Sunday, March 8, 2009

The Seventh Tale

"Roses growing in the dale

                                                Where the Holy Child we hail"

 In the Seventh tale, the rescue, the children go through their final transformation. Though it starts out with them still as children, they end as adults, yet still children, in some sort of Peter Pan Syndrome turn of events. They come back home adults – but forever children – and this is their prize, because they can enter Heaven pure and innocent and free of the sin and phoniness and hypocrisy of the nonsense adult world. What’s interesting is that it ends in a way that many famous children epics end, with the children either forever changed, or returning back to the exact way they were before their adventure.

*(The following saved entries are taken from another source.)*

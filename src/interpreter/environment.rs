use crate::{
    error::EvalResult,
    interpreter::{
        evaluator::core::{DEFAULT_MAX_DEPTH, Scanner},
        store::{DEFAULT_CAPACITY, VariableStore},
    },
};

/// Limits applied by an [`Environment`].
#[derive(Debug, Clone, Copy, PartialEq, Eq)]
pub struct EnvironmentConfig {
    /// Maximum number of variables.
    pub capacity:  usize,
    /// Maximum number of nested frames one line may open. Every
    /// parenthesised group, assignment and `+`/`-` continuation opens one.
    pub max_depth: usize,
}

impl Default for EnvironmentConfig {
    fn default() -> Self {
        Self { capacity:  DEFAULT_CAPACITY,
               max_depth: DEFAULT_MAX_DEPTH, }
    }
}

/// Stores the evaluation environment.
///
/// An `Environment` owns the variables that persist from one line to the
/// next. Each call to [`Environment::evaluate`] scans one line against it.
///
/// ## Usage
///
/// `Environment` is created once (which initialises it), reused for every
/// line, and torn down when the caller is done with it.
///
/// ```
/// use nestcalc::{error::EvalError, interpreter::environment::Environment};
///
/// let mut env = Environment::default();
/// assert_eq!(env.evaluate("x = 2 + 3 * 4"), Ok(14));
/// assert_eq!(env.evaluate("(x - 4) / 3"), Ok(3));
/// assert_eq!(env.evaluate("y"),
///            Err(EvalError::UndefinedVariable { name: "y".to_string() }));
/// env.teardown();
/// ```
#[derive(Debug, Clone, Default)]
pub struct Environment {
    variables: VariableStore,
    config:    EnvironmentConfig,
}

impl Environment {
    /// Creates an initialised environment with the given limits.
    #[must_use]
    pub fn new(config: EnvironmentConfig) -> Self {
        Self { variables: VariableStore::with_capacity(config.capacity),
               config }
    }

    /// Clears every variable, returning the environment to its initial
    /// state.
    pub fn init(&mut self) {
        self.variables.reset();
    }

    /// Releases every variable. Safe to call on an environment with no
    /// variables, and more than once.
    pub fn teardown(&mut self) {
        tracing::debug!(variables = self.variables.len(), "tearing down environment");
        self.variables.reset();
    }

    /// Evaluates one line and returns its value.
    ///
    /// Assignments made by the line become visible to later lines only if
    /// the whole line evaluates successfully.
    ///
    /// # Errors
    /// Any [`EvalError`](crate::error::EvalError); see its variants.
    #[tracing::instrument(level = "debug", skip(self), ret, err(level = "debug"))]
    pub fn evaluate(&mut self, line: &str) -> EvalResult<i64> {
        let mut transaction = self.variables.begin();
        let value = Scanner::new(line, &mut transaction, self.config.max_depth).run()?;
        transaction.commit();
        Ok(value)
    }

    /// Returns the variable store.
    #[must_use]
    pub const fn variables(&self) -> &VariableStore {
        &self.variables
    }
}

It’s almost as if they have to come back unchanged, exactly as innocent as they were before their calamity, or the “child” part of the story will die; if they come back too mature, the story must be ruined.

 When Gerda rescues Kay, she embraces him like a lover, kissing him all over his body to warm him up from being frozen - quite possibly, metaphoric. What becomes clear is that the children are far more mature than they should be, anyway. The children have a more idealized version of love than adults do – their love is uncontaminated, and completely unconditional. The way that Gerda goes after Kay is something the adults would probably never understand; they can never understand that kind of loyalty, that kind of commitment, and the young don’t have anything to dilute themselves from their idealized interpretation of the world. When they fall on each other crying, it moves the reader more than many adult stories of love do, as we find ourselves wishing we can love like they love, without the knowledge that the World is meant to destroy the purity of it, and it is inevitable that in the real world, it is bound to be spoiled by the adult life. The adult world destroys everything. This is why it is so important to keep them as children – they can return, physically adults, so they can love as lovers, physically perhaps, but they forever remain children, emphasizing the fact their love will last, and not be shattered by growth.

The grandmother remarks to them that to enter Heaven must remain like little children – and they will.

When Gerda cries tears onto the frozen Kay, she murmurs the hymn,

"Roses growing in the dale

                                                Where the Holy Child we hail"

 The children hear it amidst the rescue, and the embracing of their love.

 At the end of the story they say that they understand what it means. To me, it identifies the fact that it was that moment when they were changed, the roses began to grow in the valley, just like the children would start growing physically, but they will remain Holy because they will still heretofore remain innocent children, and free from the entropy of adults.

1 comment:

  1. I think your response to the whole conclusion of the "Snow Queen" was thoughtful and insightful as well. You touched on one of the more important aspects of the tale, the one that I also was baffled by--how they emerge back into reality not as children as when they left but as adults. I believe many of the questions that I has regarding Andersen's decision was answered when I read your piece. I believe you are right in saying that they had to come back as adults because they have matured to a point where they are no longer children. But, I believe what was important was not their physical growth, but the fact that they remained children at heart. These few lines that I am going to recite from your response I believe hit the head on the question of why Andersen wanted them to remain children at heart:
    "When they fall on each other crying, it moves the reader more than many adult stories of love do, as we find ourselves wishing we can love like they love, without the knowledge that the World is meant to destroy the purity of it, and it is inevitable that in the real world, it is bound to be spoiled by the adult life. The adult world destroys everything. This is why it is so important to keep them as children – they can return, physically adults, so they can love as lovers, physically perhaps, but they forever remain children, emphasizing the fact their love will last, and not be shattered by growth." It is interesting that he makes them grow in maturity and in size, but makes them children at heart, to symbolize their unconditional love and the innocence of that love.